Annual Report 1999

Table of Contents

Bastiaan Kleijn
Professor of
Speech Signal Processing



The research in the speech signal processing (SSP) group is aimed towards the development of better algorithms for speech and audio coding, speech synthesis, and speech enhancement. Research in these areas has made great strides in the last few decades and its results are now a part of everyday life. For example, speech coding is an enabling technology for modern mobile telephony and audio coding is now used in many consumer-electronics devices. Despite these accomplishments of the recent past, the pace of advancement remains very high. We are still far removed from any fundamental bounds on performance and the economic incentives for more efficient algorithms with better sound quality are strong. More-over, rapid changes in the telecommunication infrastructure and in particular the growth of the Internet, have led to new challenges which are to be addressed by new algorithms.

The research of the SSP group for 1999 can be separated into five topics:

1) the waveform interpolation speech model (for both coding and synthesis), 2) sinusoidal audio coding, 3) auditory modeling and auditory model motivated coding methods, 4) speech and audio coding for the Internet environment, and 5) speech bandwidth extension. In the following, we will describe these individual topics in some detail.

1) Waveform-Interpolation Based Coding and Synthesis

Waveform interpolation (WI) is a state-of-the-art method of modeling the speech signal with applications in speech coding and synthesis. During 1999, our work on this topic was spent on improving the basic model, and on adapting the model for speech synthesis purposes.

We have made significant modifications to the WI method in terms of basic modeling accuracy. Some of these improvements in the modeling paradigm apply to sinusoidal coding as well. Conventional sinusoidal and waveform interpolation coders have a modeling error which remains present even when the quantization error is set to zero. In our new method, frame representations, which are very similar to conventional implementations of the fore-mentioned coders, are used to eliminate the modeling errors. A second problem common to both WI and sinusoidal coders is that their time-frequency localization of the unvoiced speech component is often insufficient to characterize the speech signal in a perceptually accurate manner. We have developed a frame-based method which makes it possible to preserve the time-frequency location of the unvoiced component even when it is characterized with only statistical parameters.

Our work in text-to-speech synthesis is performed jointly with the speech communication group in the department. We are developing a concatenative speech synthesis system based on WI. As in conventional concatenative systems, our synthesis system uses as input a sequence of phonemes, with associated durations and pitch and energy contours, which is produced from text by existing software. Based on this input, our synthesis system selects diphone segments from a pre-recorded data base. These diphones are then modified using the WI representation and concatenated to obtain the correct prosody of the speech signal.
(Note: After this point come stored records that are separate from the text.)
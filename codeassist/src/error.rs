#[derive(Debug, thiserror::Error)]
pub enum CodeAssistError {
    #[error("configuration error: {0}")]
    Config(String),

    #[error("provider error: {0}")]
    Provider(String),

    #[error("session error: {0}")]
    Session(String),

    #[error("pipeline error: {0}")]
    Pipeline(String),

    #[error("store error: {0}")]
    Store(String),

    #[error(transparent)]
    Internal(#[from] anyhow::Error),
}
use std::collections::HashMap;

use anyhow::Result;
use async_trait::async_trait;
use tokio::sync::RwLock;

use super::{SessionState, SessionStore};

/// In-memory session store.
///
/// A lock-guarded map; contention is low and every operation is O(1).
pub struct MemoryStore {
    sessions: RwLock<HashMap<String, SessionState>>,
}

impl MemoryStore {
    pub fn new() -> Self {
        Self {
            sessions: RwLock::new(HashMap::new()),
        }
    }
}

impl Default for MemoryStore {
    fn default() -> Self {
        Self::new()
    }
}

#[async_trait]
impl SessionStore for MemoryStore {
    async fn save(&self, session: &SessionState) -> Result<()> {
        let mut sessions = self.sessions.write().await;
        sessions.insert(session.id.clone(), session.clone());
        Ok(())
    }

    async fn load(&self, id: &str) -> Result<Option<SessionState>> {
        let sessions = self.sessions.read().await;
        Ok(sessions.get(id).cloned())
    }

    async fn delete(&self, id: &str) -> Result<()> {
        let mut sessions = self.sessions.write().await;
        sessions.remove(id);
        Ok(())
    }
}

#[cfg(test)]
mod tests {
    use super::*;

    #[tokio::test]
    async fn save_then_load_round_trips() {
        let store = MemoryStore::new();
        let mut session = SessionState::new("session_1", "u1");
        session.record("code_explanation", "because");
        store.save(&session).await.expect("save");

        let loaded = store
            .load("session_1")
            .await
            .expect("load")
            .expect("present");
        assert_eq!(loaded.output("code_explanation"), Some("because"));
    }

    #[tokio::test]
    async fn load_missing_returns_none() {
        let store = MemoryStore::new();
        assert!(store.load("session_nope").await.expect("load").is_none());
    }
}
use std::sync::Arc;

use tokio::sync::mpsc;
use tracing::{error, info};

use crate::builder::CodeAssistBuilder;
use crate::capability::CapabilityRegistry;
use crate::error::CodeAssistError;
use crate::event::{Event, EventSender, RunStatus};
use crate::llm::LlmProvider;
use crate::pipeline::{Pipeline, execute_pipeline};
use crate::run_handle::{RunHandle, RunOutput};
use crate::session::{SessionRegistry, SessionState, SessionStore};

const EVENT_CHANNEL_CAPACITY: usize = 256;

/// Shared inner state, wrapped in Arc so spawned tasks can reference it.
struct Inner {
    provider: Box<dyn LlmProvider>,
    pipeline: Pipeline,
    capabilities: CapabilityRegistry,
    registry: SessionRegistry,
}

/// Primary entry point for the codeassist library.
///
/// Use [`CodeAssist::builder()`] to construct an instance.
///
/// # Example
///
/// ```no_run
/// # use codeassist::CodeAssist;
/// # async fn example() -> Result<(), codeassist::CodeAssistError> {
/// let assistant = CodeAssist::builder()
///     .gemini(None)?
///     .build()?;
///
/// let handle = assistant.process("default_user", "How do I parse CSV in Rust?").await?;
/// println!("{}", handle.output().await?);
/// # Ok(())
/// # }
/// ```
pub struct CodeAssist {
    inner: Arc<Inner>,
}

impl CodeAssist {
    pub(crate) fn from_parts(
        provider: Box<dyn LlmProvider>,
        pipeline: Pipeline,
        capabilities: CapabilityRegistry,
        store: Arc<dyn SessionStore>,
    ) -> Self {
        Self {
            inner: Arc::new(Inner {
                provider,
                pipeline,
                capabilities,
                registry: SessionRegistry::new(store),
            }),
        }
    }

    /// Create a new builder for configuring a `CodeAssist` instance.
    pub fn builder() -> CodeAssistBuilder {
        CodeAssistBuilder::new()
    }

    /// Run the pipeline for a user's query and return a handle for events
    /// and the final result.
    ///
    /// The pipeline executes in a background tokio task. The user's session
    /// is resolved (created lazily on first contact) and extended with each
    /// stage's output.
    pub async fn process(&self, user_id: &str, query: &str) -> Result<RunHandle, CodeAssistError> {
        info!(
            user_id,
            stages = self.inner.pipeline.stages.len(),
            "processing query"
        );

        let (tx, rx) = mpsc::channel(EVENT_CHANNEL_CAPACITY);
        let events = EventSender::new(tx);
        let inner = Arc::clone(&self.inner);
        let user_id = user_id.to_string();
        let query = query.to_string();

        let completion = tokio::spawn(async move {
            let result = execute_run(&inner, &user_id, &query, &events).await;
            match &result {
                Ok(out) => {
                    events.emit(Event::RunCompleted {
                        status: RunStatus::Success,
                    });
                    info!(session_id = %out.session_id, "run completed successfully");
                }
                Err(e) => {
                    events.emit(Event::RunCompleted {
                        status: RunStatus::Failed {
                            error: e.to_string(),
                        },
                    });
                }
            }
            // EventSender is dropped here, closing the channel
            result
        });

        Ok(RunHandle::new(rx, completion))
    }

    /// Convenience: run the pipeline and return only the final text.
    pub async fn process_to_text(
        &self,
        user_id: &str,
        query: &str,
    ) -> Result<String, CodeAssistError> {
        self.process(user_id, query).await?.output().await
    }

    /// Start a new session for the user, discarding the old mapping.
    ///
    /// Returns the new session id.
    pub async fn new_session(&self, user_id: &str) -> Result<String, CodeAssistError> {
        self.inner
            .registry
            .reset(user_id)
            .await
            .map_err(|e| CodeAssistError::Session(format!("failed to reset session: {}", e)))
    }

    /// Current session state for a user (created lazily if absent).
    pub async fn session(&self, user_id: &str) -> SessionState {
        self.inner.registry.load_or_create(user_id).await
    }
}

async fn execute_run(
    inner: &Inner,
    user_id: &str,
    query: &str,
    events: &EventSender,
) -> Result<RunOutput, CodeAssistError> {
    let mut session = inner.registry.load_or_create(user_id).await;
    let session_id = session.id.clone();

    let result = execute_pipeline(
        &inner.pipeline,
        query,
        inner.provider.as_ref(),
        &inner.capabilities,
        &mut session,
        events,
    )
    .await;

    match result {
        Ok(output) => {
            inner
                .registry
                .save(&session)
                .await
                .map_err(|e| CodeAssistError::Store(format!("failed to save session: {}", e)))?;
            events.emit(Event::SessionSaved {
                session_id: session_id.clone(),
            });
            Ok(RunOutput { output, session_id })
        }
        Err(e) => {
            // Keep whatever the completed stages recorded
            if let Err(save_err) = inner.registry.save(&session).await {
                error!(error = %save_err, "failed to save session after stage failure");
            }
            // {:#} keeps the stage context chain in the message
            Err(CodeAssistError::Pipeline(format!("{:#}", e)))
        }
    }
}
use std::sync::Arc;

use tracing::debug;

use crate::assistant::CodeAssist;
use crate::capability::CapabilityRegistry;
use crate::config::AppConfig;
use crate::error::CodeAssistError;
use crate::llm::{AnthropicProvider, GeminiProvider, LlmProvider};
use crate::pipeline::Pipeline;
use crate::session::{MemoryStore, SessionStore};

/// Builder for constructing a [`CodeAssist`] instance.
///
/// # Example
///
/// ```no_run
/// # use codeassist::CodeAssist;
/// # async fn example() -> Result<(), codeassist::CodeAssistError> {
/// let assistant = CodeAssist::builder()
///     .gemini(None)?
///     .build()?;
///
/// let reply = assistant.process_to_text("default_user", "explain lifetimes").await?;
/// println!("{}", reply);
/// # Ok(())
/// # }
/// ```
pub struct CodeAssistBuilder {
    provider: Option<Box<dyn LlmProvider>>,
    pipeline: Option<Pipeline>,
    capabilities: Option<CapabilityRegistry>,
    store: Option<Arc<dyn SessionStore>>,
}

impl CodeAssistBuilder {
    pub fn new() -> Self {
        Self {
            provider: None,
            pipeline: None,
            capabilities: None,
            store: None,
        }
    }

    /// Set a custom LLM provider.
    pub fn provider(mut self, provider: impl LlmProvider + 'static) -> Self {
        self.provider = Some(Box::new(provider));
        self
    }

    /// Configure the Gemini provider.
    ///
    /// If `model` is `None`, defaults to Gemini Flash.
    pub fn gemini(mut self, model: Option<&str>) -> Result<Self, CodeAssistError> {
        let p = if let Some(m) = model {
            GeminiProvider::new(m).map_err(|e| CodeAssistError::Provider(e.to_string()))?
        } else {
            GeminiProvider::flash().map_err(|e| CodeAssistError::Provider(e.to_string()))?
        };
        self.provider = Some(Box::new(p));
        Ok(self)
    }

    /// Configure the Anthropic provider.
    ///
    /// If `model` is `None`, defaults to Claude Sonnet.
    pub fn anthropic(mut self, model: Option<&str>) -> Result<Self, CodeAssistError> {
        let p = if let Some(m) = model {
            AnthropicProvider::new(m).map_err(|e| CodeAssistError::Provider(e.to_string()))?
        } else {
            AnthropicProvider::sonnet().map_err(|e| CodeAssistError::Provider(e.to_string()))?
        };
        self.provider = Some(Box::new(p));
        Ok(self)
    }

    /// Configure a provider by name ("gemini" or "anthropic").
    pub fn provider_by_name(self, name: &str, model: Option<&str>) -> Result<Self, CodeAssistError> {
        match name {
            "gemini" => self.gemini(model),
            "anthropic" => self.anthropic(model),
            _ => Err(CodeAssistError::Provider(format!(
                "unknown provider: {}",
                name
            ))),
        }
    }

    /// Set a custom pipeline (overrides the default four-stage flow).
    pub fn pipeline(mut self, pipeline: Pipeline) -> Self {
        self.pipeline = Some(pipeline);
        self
    }

    /// Set a custom capability registry.
    pub fn capabilities(mut self, capabilities: CapabilityRegistry) -> Self {
        self.capabilities = Some(capabilities);
        self
    }

    /// Set a custom session store (defaults to the in-memory store).
    pub fn store(mut self, store: impl SessionStore + 'static) -> Self {
        self.store = Some(Arc::new(store));
        self
    }

    /// Apply settings from the configuration file and environment.
    ///
    /// Settings applied here can still be overridden by subsequent builder
    /// calls.
    pub fn from_config(mut self) -> Result<Self, CodeAssistError> {
        let config = AppConfig::load()
            .map_err(|e| CodeAssistError::Config(format!("failed to load configuration: {}", e)))?;

        debug!("loaded configuration");

        // Provider from config (skipped if one was set explicitly)
        if let Some(ref provider_name) = config.provider {
            if self.provider.is_none() {
                self = self.provider_by_name(provider_name, config.model.as_deref())?;
            }
        }

        Ok(self)
    }

    /// Build the [`CodeAssist`] instance.
    ///
    /// Fails if no provider has been configured.
    pub fn build(self) -> Result<CodeAssist, CodeAssistError> {
        let provider = self
            .provider
            .ok_or_else(|| CodeAssistError::Config("no LLM provider configured".to_string()))?;

        let pipeline = self.pipeline.unwrap_or_default();
        let capabilities = self
            .capabilities
            .unwrap_or_else(CapabilityRegistry::with_default_capabilities);
        let store = self
            .store
            .unwrap_or_else(|| Arc::new(MemoryStore::new()));

        Ok(CodeAssist::from_parts(provider, pipeline, capabilities, store))
    }
}

impl Default for CodeAssistBuilder {
    fn default() -> Self {
        Self::new()
    }
}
The objective is that the speech modification and concatenation procedures do not affect the naturalness of the original speech segments. We expect that the newest WI representation will be particularly effective for speech modification.

2) Audio Coding

Traditionally, audio coders have used nonparametric descriptions of the signal based on filter banks. However, within the last five years, parametric coding techniques have been shown to facilitate efficient coding of audio signals, particularly at low rates. We have contributed in this area in a collaborative project with Delft University of Technology and Philips Research in Eindhoven, both in the Netherlands.
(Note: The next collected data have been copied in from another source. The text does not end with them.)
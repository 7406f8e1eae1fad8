//! Token types for the SQL lexer.

use super::Span;

/// Reserved SQL keywords.
///
/// Only words that can never be used as bare identifiers are keywords.
/// Context-dependent words such as `SHARD`, `SEQUENCE` or `TEMP` stay
/// identifiers and are matched by the parser with [`Token::is_word`].
#[derive(Debug, Clone, Copy, PartialEq, Eq, Hash)]
pub enum Keyword {
    // Queries
    Select,
    From,
    Where,
    Order,
    By,
    Group,
    Having,
    Limit,
    Offset,
    Distinct,
    All,
    Returning,
    With,
    For,

    // Joins
    Join,
    Inner,
    Left,
    Right,
    Full,
    Outer,
    Cross,
    Natural,
    On,
    Using,
    Only,

    // Set operations
    Union,
    Intersect,
    Except,

    // Data manipulation
    Insert,
    Into,
    Values,
    Update,
    Set,
    Delete,
    Do,

    // Data definition
    Create,
    Drop,
    Alter,
    Table,
    Column,
    Grant,
    Revoke,
    To,

    // Constraints
    Primary,
    Foreign,
    References,
    Unique,
    Check,
    Default,
    Constraint,
    Collate,

    // Logical operators and predicates
    And,
    Or,
    Not,
    In,
    Between,
    Like,
    ILike,
    Is,
    Null,
    True,
    False,
    Exists,

    // Ordering
    Asc,
    Desc,

    // Expressions
    As,
    Case,
    When,
    Then,
    Else,
    End,
    Cast,
}

impl Keyword {
    /// Attempts to parse a keyword from a string (case-insensitive).
    #[must_use]
    #[allow(clippy::should_implement_trait)]
    pub fn from_str(s: &str) -> Option<Self> {
        match s.to_ascii_uppercase().as_str() {
            "SELECT" => Some(Self::Select),
            "FROM" => Some(Self::From),
            "WHERE" => Some(Self::Where),
            "ORDER" => Some(Self::Order),
            "BY" => Some(Self::By),
            "GROUP" => Some(Self::Group),
            "HAVING" => Some(Self::Having),
            "LIMIT" => Some(Self::Limit),
            "OFFSET" => Some(Self::Offset),
            "DISTINCT" => Some(Self::Distinct),
            "ALL" => Some(Self::All),
            "RETURNING" => Some(Self::Returning),
            "WITH" => Some(Self::With),
            "FOR" => Some(Self::For),
            "JOIN" => Some(Self::Join),
            "INNER" => Some(Self::Inner),
            "LEFT" => Some(Self::Left),
            "RIGHT" => Some(Self::Right),
            "FULL" => Some(Self::Full),
            "OUTER" => Some(Self::Outer),
            "CROSS" => Some(Self::Cross),
            "NATURAL" => Some(Self::Natural),
            "ON" => Some(Self::On),
            "USING" => Some(Self::Using),
            "ONLY" => Some(Self::Only),
            "UNION" => Some(Self::Union),
            "INTERSECT" => Some(Self::Intersect),
            "EXCEPT" => Some(Self::Except),
            "INSERT" => Some(Self::Insert),
            "INTO" => Some(Self::Into),
            "VALUES" => Some(Self::Values),
            "UPDATE" => Some(Self::Update),
            "SET" => Some(Self::Set),
            "DELETE" => Some(Self::Delete),
            "DO" => Some(Self::Do),
            "CREATE" => Some(Self::Create),
            "DROP" => Some(Self::Drop),
            "ALTER" => Some(Self::Alter),
            "TABLE" => Some(Self::Table),
            "COLUMN" => Some(Self::Column),
            "GRANT" => Some(Self::Grant),
            "REVOKE" => Some(Self::Revoke),
            "TO" => Some(Self::To),
            "PRIMARY" => Some(Self::Primary),
            "FOREIGN" => Some(Self::Foreign),
            "REFERENCES" => Some(Self::References),
            "UNIQUE" => Some(Self::Unique),
            "CHECK" => Some(Self::Check),
            "DEFAULT" => Some(Self::Default),
            "CONSTRAINT" => Some(Self::Constraint),
            "COLLATE" => Some(Self::Collate),
            "AND" => Some(Self::And),
            "OR" => Some(Self::Or),
            "NOT" => Some(Self::Not),
            "IN" => Some(Self::In),
            "BETWEEN" => Some(Self::Between),
            "LIKE" => Some(Self::Like),
            "ILIKE" => Some(Self::ILike),
            "IS" => Some(Self::Is),
            "NULL" => Some(Self::Null),
            "TRUE" => Some(Self::True),
            "FALSE" => Some(Self::False),
            "EXISTS" => Some(Self::Exists),
            "ASC" => Some(Self::Asc),
            "DESC" => Some(Self::Desc),
            "AS" => Some(Self::As),
            "CASE" => Some(Self::Case),
            "WHEN" => Some(Self::When),
            "THEN" => Some(Self::Then),
            "ELSE" => Some(Self::Else),
            "END" => Some(Self::End),
            "CAST" => Some(Self::Cast),
            _ => None,
        }
    }

    /// Returns the keyword as an uppercase string.
    #[must_use]
    pub const fn as_str(&self) -> &'static str {
        match self {
            Self::Select => "SELECT",
            Self::From => "FROM",
            Self::Where => "WHERE",
            Self::Order => "ORDER",
            Self::By => "BY",
            Self::Group => "GROUP",
            Self::Having => "HAVING",
            Self::Limit => "LIMIT",
            Self::Offset => "OFFSET",
            Self::Distinct => "DISTINCT",
            Self::All => "ALL",
            Self::Returning => "RETURNING",
            Self::With => "WITH",
            Self::For => "FOR",
            Self::Join => "JOIN",
            Self::Inner => "INNER",
            Self::Left => "LEFT",
            Self::Right => "RIGHT",
            Self::Full => "FULL",
            Self::Outer => "OUTER",
            Self::Cross => "CROSS",
            Self::Natural => "NATURAL",
            Self::On => "ON",
            Self::Using => "USING",
            Self::Only => "ONLY",
            Self::Union => "UNION",
            Self::Intersect => "INTERSECT",
            Self::Except => "EXCEPT",
            Self::Insert => "INSERT",
            Self::Into => "INTO",
            Self::Values => "VALUES",
            Self::Update => "UPDATE",
            Self::Set => "SET",
            Self::Delete => "DELETE",
            Self::Do => "DO",
            Self::Create => "CREATE",
            Self::Drop => "DROP",
            Self::Alter => "ALTER",
            Self::Table => "TABLE",
            Self::Column => "COLUMN",
            Self::Grant => "GRANT",
            Self::Revoke => "REVOKE",
            Self::To => "TO",
            Self::Primary => "PRIMARY",
            Self::Foreign => "FOREIGN",
            Self::References => "REFERENCES",
            Self::Unique => "UNIQUE",
            Self::Check => "CHECK",
            Self::Default => "DEFAULT",
            Self::Constraint => "CONSTRAINT",
            Self::Collate => "COLLATE",
            Self::And => "AND",
            Self::Or => "OR",
            Self::Not => "NOT",
            Self::In => "IN",
            Self::Between => "BETWEEN",
            Self::Like => "LIKE",
            Self::ILike => "ILIKE",
            Self::Is => "IS",
            Self::Null => "NULL",
            Self::True => "TRUE",
            Self::False => "FALSE",
            Self::Exists => "EXISTS",
            Self::Asc => "ASC",
            Self::Desc => "DESC",
            Self::As => "AS",
            Self::Case => "CASE",
            Self::When => "WHEN",
            Self::Then => "THEN",
            Self::Else => "ELSE",
            Self::End => "END",
            Self::Cast => "CAST",
        }
    }
}

/// The kind of token.
#[derive(Debug, Clone, PartialEq, Eq)]
pub enum TokenKind {
    // Literals
    /// Numeric literal as written (e.g., 42, 3.14, 1e10)
    Number(String),
    /// String literal with quotes removed and escapes resolved
    /// (`'..'`, `E'..'`, `$$..$$`)
    String(String),
    /// Bit or hex string literal (e.g., X'1F', B'1010'), raw digits
    BitString(String),

    // Identifiers and keywords
    /// Unquoted identifier, as written
    Identifier(String),
    /// Quoted identifier with quotes removed
    QuotedIdentifier(String),
    /// Reserved SQL keyword
    Keyword(Keyword),
    /// Bind parameter (`$1`, `?`, `:name`)
    Parameter(String),

    // Operators
    /// +
    Plus,
    /// -
    Minus,
    /// *
    Star,
    /// /
    Slash,
    /// %
    Percent,
    /// ^
    Caret,
    /// =
    Eq,
    /// != or <>
    NotEq,
    /// <
    Lt,
    /// <=
    LtEq,
    /// >
    Gt,
    /// >=
    GtEq,
    /// ||
    Concat,
    /// &
    BitAnd,
    /// |
    BitOr,
    /// ~
    BitNot,
    /// <<
    LeftShift,
    /// >>
    RightShift,
    /// Other PostgreSQL operators (`->`, `->>`, `@>`, `<@`, `&&`, `!~`, ...)
    Operator(String),

    // Delimiters
    /// (
    LeftParen,
    /// )
    RightParen,
    /// [
    LeftBracket,
    /// ]
    RightBracket,
    /// ,
    Comma,
    /// ;
    Semicolon,
    /// .
    Dot,
    /// :
    Colon,
    /// ::
    DoubleColon,

    // Special
    /// End of input
    Eof,
    /// Invalid input, with a description of the problem
    Error(String),
}

/// A token with its span in the source code.
#[derive(Debug, Clone, PartialEq, Eq)]
pub struct Token {
    /// The kind of token.
    pub kind: TokenKind,
    /// The location in the source code.
    pub span: Span,
}

impl Token {
    /// Creates a new token.
    #[must_use]
    pub const fn new(kind: TokenKind, span: Span) -> Self {
        Self { kind, span }
    }

    /// Returns true if this is an EOF token.
    #[must_use]
    pub const fn is_eof(&self) -> bool {
        matches!(self.kind, TokenKind::Eof)
    }

    /// Returns true if this is a keyword.
    #[must_use]
    pub const fn is_keyword(&self) -> bool {
        matches!(self.kind, TokenKind::Keyword(_))
    }

    /// Returns the keyword if this is a keyword token.
    #[must_use]
    pub const fn as_keyword(&self) -> Option<Keyword> {
        match &self.kind {
            TokenKind::Keyword(kw) => Some(*kw),
            _ => None,
        }
    }

    /// Returns true if this is an unquoted identifier spelled `word`
    /// (case-insensitive).
    #[must_use]
    pub fn is_word(&self, word: &str) -> bool {
        match &self.kind {
            TokenKind::Identifier(name) => name.eq_ignore_ascii_case(word),
            _ => false,
        }
    }

    /// Short description used in error messages.
    #[must_use]
    pub fn describe(&self) -> String {
        match &self.kind {
            TokenKind::Number(n) => n.clone(),
            TokenKind::String(_) => "string literal".to_string(),
            TokenKind::BitString(_) => "bit string literal".to_string(),
            TokenKind::Identifier(name) => name.clone(),
            TokenKind::QuotedIdentifier(name) => format!("\"{name}\""),
            TokenKind::Keyword(kw) => kw.as_str().to_string(),
            TokenKind::Parameter(p) => p.clone(),
            TokenKind::Operator(op) => op.clone(),
            TokenKind::Eof => "end of input".to_string(),
            TokenKind::Error(message) => message.clone(),
            other => other.symbol().unwrap_or("?").to_string(),
        }
    }
}

impl TokenKind {
    /// Returns the source spelling of fixed punctuation and operators.
    #[must_use]
    pub const fn symbol(&self) -> Option<&'static str> {
        let s = match self {
            Self::Plus => "+",
            Self::Minus => "-",
            Self::Star => "*",
            Self::Slash => "/",
            Self::Percent => "%",
            Self::Caret => "^",
            Self::Eq => "=",
            Self::NotEq => "<>",
            Self::Lt => "<",
            Self::LtEq => "<=",
            Self::Gt => ">",
            Self::GtEq => ">=",
            Self::Concat => "||",
            Self::BitAnd => "&",
            Self::BitOr => "|",
            Self::BitNot => "~",
            Self::LeftShift => "<<",
            Self::RightShift => ">>",
            Self::LeftParen => "(",
            Self::RightParen => ")",
            Self::LeftBracket => "[",
            Self::RightBracket => "]",
            Self::Comma => ",",
            Self::Semicolon => ";",
            Self::Dot => ".",
            Self::Colon => ":",
            Self::DoubleColon => "::",
            _ => return None,
        };
        Some(s)
    }
}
The project is arranged around the joint development of an efficient low-rate audio coder. In this coder, the audio signal is described as the sum of a set of sinusoids and a remainder signal. The remainder signal describes the audio components which cannot be modeled efficiently with sinusoids. The sinusoids are selected using a matching pursuit approach. We have developed a new method where the matching pursuit algorithm uses the same amplitude-complementary windows as are used in the overlap-add synthesis. Using such consistency between analysis and synthesis improves performance significantly over earlier methods. Our sinusoidal estimation is based on a perceptual criterion which includes the effects of neighboring segments. Thus, when analyzing the current segment we take advantage of the forward masking effect due to the estimated sinusoids from the previous segments (possibly overlapping with the current segment). Our experimental results indicate that the number of sinusoids can be reduced significantly with our time masking model, without introducing perceptual artifacts in the reconstructed signal.

3) Auditory Modeling and Coding

In speech and audio coding, understanding the human perception of the signals is of fundamental importance. Knowledge of human perception may lead to new quantitative criteria for speech quality, and even to new coding algorithms with better sound quality. Our work currently focuses on two areas: the description of phase in voiced speech, which is relevant for low-rate coding, and the development of a new coding paradigm where we code in the perceptual domain rather than in the speech domain.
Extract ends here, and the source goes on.